JAKARTA, hitsnasional.com – 4 Mei 2025, Biaya transaksi aset kripto di Indonesia dinilai masih kurang kompetitif dibandingkan sejumlah negara lain. CEO INDODAX, Oscar Darmawan, menyebut bahwa tingginya tarif pajak membuat transaksi kripto dalam negeri menjadi dua kali lebih mahal dibandingkan di platform luar negeri, sehingga menghambat daya saing industri nasional.
Saat ini, investor kripto di Indonesia dikenakan pajak final sebesar 0,2 persen untuk Pajak Penghasilan (PPh) dan 0,11 persen untuk Pajak Pertambahan Nilai (PPN) pada setiap transaksi. Sementara itu, sejumlah platform global tidak memberlakukan pajak serupa, yang berpotensi mendorong investor domestik untuk beralih ke platform luar negeri.
“Bukan berarti investor enggan patuh pajak, tetapi besaran tarif saat ini mengurangi daya saing platform dalam negeri. Jika kita ingin industri ini tumbuh, sebaiknya pemerintah mempertimbangkan penyesuaian tarif PPh menjadi 0,1 persen, sebagaimana berlaku pada perdagangan saham,” ujar Oscar dalam wawancara eksklusif bersama CNBC Indonesia.
Oscar mencontohkan, ketika INDODAX menurunkan biaya transaksi menjadi 0,1 persen pada tahun 2021, volume perdagangan harian mengalami peningkatan signifikan. Menurutnya, hal ini menunjukkan bahwa kebijakan fiskal memiliki pengaruh langsung terhadap pertumbuhan pasar kripto dalam negeri.

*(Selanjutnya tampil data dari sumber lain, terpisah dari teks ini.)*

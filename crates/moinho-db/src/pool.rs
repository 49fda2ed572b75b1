//! # Pool and Database Handle
//!
//! ```text
//! ┌─────────────────────────────────────────────────────────────────────────┐
//! │  DbConfig::new("moinho.db").max_connections(5)                          │
//! │        │                                                                │
//! │        ▼                                                                │
//! │  Database::new ── open SqlitePool (WAL, foreign keys) ── migrations     │
//! │        │                                                                │
//! │        ├── flours() / bakeries() / clients() / sales()  ──┐             │
//! │        │                                                  │ publish     │
//! │        ├── users()                                        ▼             │
//! │        └── changes() ◄──────────────────────────── ChangeFeed           │
//! └─────────────────────────────────────────────────────────────────────────┘
//! ```
//!
//! Handlers and live snapshot streams read in parallel; SQLite serializes
//! writers, and WAL keeps those writers from blocking readers.

use std::path::{Path, PathBuf};
use std::str::FromStr;
use std::time::Duration;

use sqlx::sqlite::{SqliteConnectOptions, SqliteJournalMode, SqlitePoolOptions, SqliteSynchronous};
use sqlx::SqlitePool;
use tracing::{debug, info, warn};

use crate::changes::{ChangeFeed, DEFAULT_FEED_CAPACITY};
use crate::error::{DbError, DbResult};
use crate::migrations;
use crate::repository::bakery::BakeryRepository;
use crate::repository::client::ClientRepository;
use crate::repository::flour::FlourRepository;
use crate::repository::sale::SaleRepository;
use crate::repository::user::UserRepository;

const IN_MEMORY: &str = ":memory:";

// =============================================================================
// Configuration
// =============================================================================

/// How to open the store.
///
/// ```rust,ignore
/// let db = Database::new(DbConfig::new("moinho.db").max_connections(8)).await?;
/// ```
#[derive(Debug, Clone)]
pub struct DbConfig {
    /// SQLite file, created when missing. `:memory:` for a throwaway store.
    pub database_path: PathBuf,
    pub max_connections: u32,
    pub min_connections: u32,
    /// How long a query waits for a free connection.
    pub connect_timeout: Duration,
    pub idle_timeout: Duration,
    pub run_migrations: bool,
    /// Events buffered per live subscriber before it lags.
    pub feed_capacity: usize,
}

impl DbConfig {
    pub fn new(path: impl Into<PathBuf>) -> Self {
        DbConfig {
            database_path: path.into(),
            max_connections: 5,
            min_connections: 1,
            connect_timeout: Duration::from_secs(30),
            idle_timeout: Duration::from_secs(10 * 60),
            run_migrations: true,
            feed_capacity: DEFAULT_FEED_CAPACITY,
        }
    }

    /// A private in-memory store for tests.
    ///
    /// Every connection to `:memory:` is a separate database, so the pool
    /// is pinned to one connection that never idles out.
    pub fn in_memory() -> Self {
        DbConfig {
            max_connections: 1,
            min_connections: 1,
            connect_timeout: Duration::from_secs(5),
            ..DbConfig::new(IN_MEMORY)
        }
    }

    pub fn max_connections(mut self, max: u32) -> Self {
        self.max_connections = max;
        self
    }

    pub fn min_connections(mut self, min: u32) -> Self {
        self.min_connections = min;
        self
    }

    pub fn connect_timeout(mut self, timeout: Duration) -> Self {
        self.connect_timeout = timeout;
        self
    }

    pub fn run_migrations(mut self, run: bool) -> Self {
        self.run_migrations = run;
        self
    }

    pub fn feed_capacity(mut self, capacity: usize) -> Self {
        self.feed_capacity = capacity;
        self
    }

    fn is_in_memory(&self) -> bool {
        self.database_path == Path::new(IN_MEMORY)
    }

    fn connect_options(&self) -> DbResult<SqliteConnectOptions> {
        let options = if self.is_in_memory() {
            SqliteConnectOptions::from_str("sqlite::memory:")
                .map_err(|e| DbError::ConnectionFailed(e.to_string()))?
        } else {
            SqliteConnectOptions::new()
                .filename(&self.database_path)
                .create_if_missing(true)
                .journal_mode(SqliteJournalMode::Wal)
                .synchronous(SqliteSynchronous::Normal)
        };

        // Off by default in SQLite; the schema's cascades depend on it.
        Ok(options.foreign_keys(true))
    }
}

// =============================================================================
// Database
// =============================================================================

/// The store: a pool plus the feed its repositories publish to.
///
/// Clones share both, so `AppState` and spawned stream tasks each hold
/// their own copy. Repositories are handed out per call.
#[derive(Debug, Clone)]
pub struct Database {
    pool: SqlitePool,
    changes: ChangeFeed,
}

impl Database {
    /// Opens the pool and, unless disabled, applies pending migrations.
    pub async fn new(config: DbConfig) -> DbResult<Self> {
        info!(path = %config.database_path.display(), "Opening database");

        let pool = SqlitePoolOptions::new()
            .max_connections(config.max_connections)
            .min_connections(config.min_connections)
            .acquire_timeout(config.connect_timeout)
            .idle_timeout((!config.is_in_memory()).then_some(config.idle_timeout))
            .max_lifetime((!config.is_in_memory()).then_some(Duration::from_secs(30 * 60)))
            .connect_with(config.connect_options()?)
            .await
            .map_err(|e| DbError::ConnectionFailed(e.to_string()))?;

        debug!(max_connections = config.max_connections, "Pool ready");

        let db = Database {
            pool,
            changes: ChangeFeed::new(config.feed_capacity),
        };
        if config.run_migrations {
            db.run_migrations().await?;
        }
        Ok(db)
    }

    pub async fn run_migrations(&self) -> DbResult<()> {
        migrations::run_migrations(&self.pool).await
    }

    /// `(total, applied)` embedded migrations.
    pub async fn migration_status(&self) -> DbResult<(usize, usize)> {
        migrations::migration_status(&self.pool).await
    }

    /// Raw pool access for queries no repository covers.
    pub fn pool(&self) -> &SqlitePool {
        &self.pool
    }

    pub fn changes(&self) -> &ChangeFeed {
        &self.changes
    }

    pub fn flours(&self) -> FlourRepository {
        FlourRepository::new(self.pool.clone(), self.changes.clone())
    }

    pub fn bakeries(&self) -> BakeryRepository {
        BakeryRepository::new(self.pool.clone(), self.changes.clone())
    }

    pub fn clients(&self) -> ClientRepository {
        ClientRepository::new(self.pool.clone(), self.changes.clone())
    }

    pub fn sales(&self) -> SaleRepository {
        SaleRepository::new(self.pool.clone(), self.changes.clone())
    }

    /// Accounts and token revocations. User writes are not published.
    pub fn users(&self) -> UserRepository {
        UserRepository::new(self.pool.clone())
    }

    /// Closes every connection; later queries fail.
    pub async fn close(&self) {
        info!("Closing database");
        self.pool.close().await;
    }

    pub async fn health_check(&self) -> bool {
        match sqlx::query("SELECT 1").execute(&self.pool).await {
            Ok(_) => true,
            Err(e) => {
                warn!(error = %e, "Database health check failed");
                false
            }
        }
    }
}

Ia juga mengapresiasi langkah transisi pengawasan industri kripto dari Badan Pengawas Perdagangan Berjangka Komoditi (Bappebti) ke Otoritas Jasa Keuangan (OJK). Menurut Oscar, pengawasan oleh OJK dapat memperkuat regulasi dan meningkatkan kepercayaan publik terhadap industri.
“Transisi ke OJK memberikan harapan baru. Pengawasan kini lebih terarah dan progresif. Namun, kita berharap agar kebijakan-kebijakan tersebut tetap mendukung inovasi yang berkembang,” katanya.
Selain itu, Oscar menyoroti hambatan regulasi lainnya, termasuk larangan dari Bank Indonesia terhadap institusi keuangan untuk memproses transaksi kripto. Padahal, di beberapa negara lain, perbankan telah mengintegrasikan layanan berbasis kripto dalam sistem pembayaran.
“Di luar negeri, bank sudah bisa memasarkan produk berbasis kripto, bahkan terintegrasi dengan sistem pembayaran. Indonesia perlu mengevaluasi regulasi agar tidak tertinggal dari negara-negara tetangga,” tambahnya.
Oscar juga menekankan pentingnya literasi masyarakat dan pemilihan aset digital secara bijak. “INDODAX menghadirkan program edukasi gratis, bukan untuk mengajak membeli kripto, melainkan membekali masyarakat dengan pengetahuan yang benar dan bertanggung jawab,” ucapnya.
Meski demikian, ia mengakui bahwa keterbatasan regulasi masih menjadi tantangan dalam mengembangkan inovasi baru, seperti keterbatasan dalam proses listing aset dan keterhubungan dengan sistem keuangan nasional.
“Diperlukan percepatan reformasi regulasi agar Indonesia kembali menjadi pionir dalam industri kripto. Dahulu kita termasuk yang tercepat dalam pengaturan, tapi kini justru tertinggal dari negara seperti Thailand dan Jepang,” tutup Oscar.